**PROBLEM DESCRIPTION**: In the records that follow, show each line where the word "false" is present.

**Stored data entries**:
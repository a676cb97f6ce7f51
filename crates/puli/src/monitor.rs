//! Cooperative cancellation
//!
//! Engines poll their monitor once per iteration of their main loop. Setting
//! the flag stops the loop after the element in flight; results already
//! reported stay valid.

use std::sync::atomic::{AtomicBool, Ordering};
use std::sync::Arc;

pub trait InterruptMonitor {
    fn is_interrupted(&self) -> bool;
}

/// Monitor that never interrupts
#[derive(Debug, Clone, Copy, Default)]
pub struct NeverInterrupted;

impl InterruptMonitor for NeverInterrupted {
    fn is_interrupted(&self) -> bool {
        false
    }
}

impl InterruptMonitor for AtomicBool {
    fn is_interrupted(&self) -> bool {
        self.load(Ordering::Relaxed)
    }
}

impl<M: InterruptMonitor + ?Sized> InterruptMonitor for Arc<M> {
    fn is_interrupted(&self) -> bool {
        (**self).is_interrupted()
    }
}

impl<M: InterruptMonitor + ?Sized> InterruptMonitor for &M {
    fn is_interrupted(&self) -> bool {
        (**self).is_interrupted()
    }
}

#[cfg(test)]
mod tests {
    use super::*;

    #[test]
    fn test_shared_flag() {
        let cancel = Arc::new(AtomicBool::new(false));
        let monitor: Box<dyn InterruptMonitor> = Box::new(Arc::clone(&cancel));
        assert!(!monitor.is_interrupted());
        cancel.store(true, Ordering::Relaxed);
        assert!(monitor.is_interrupted());
        assert!(!NeverInterrupted.is_interrupted());
    }
}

**ANSWER TO THIS EXERCISE**:
        false
        let cancel = Arc::new(AtomicBool::new(false));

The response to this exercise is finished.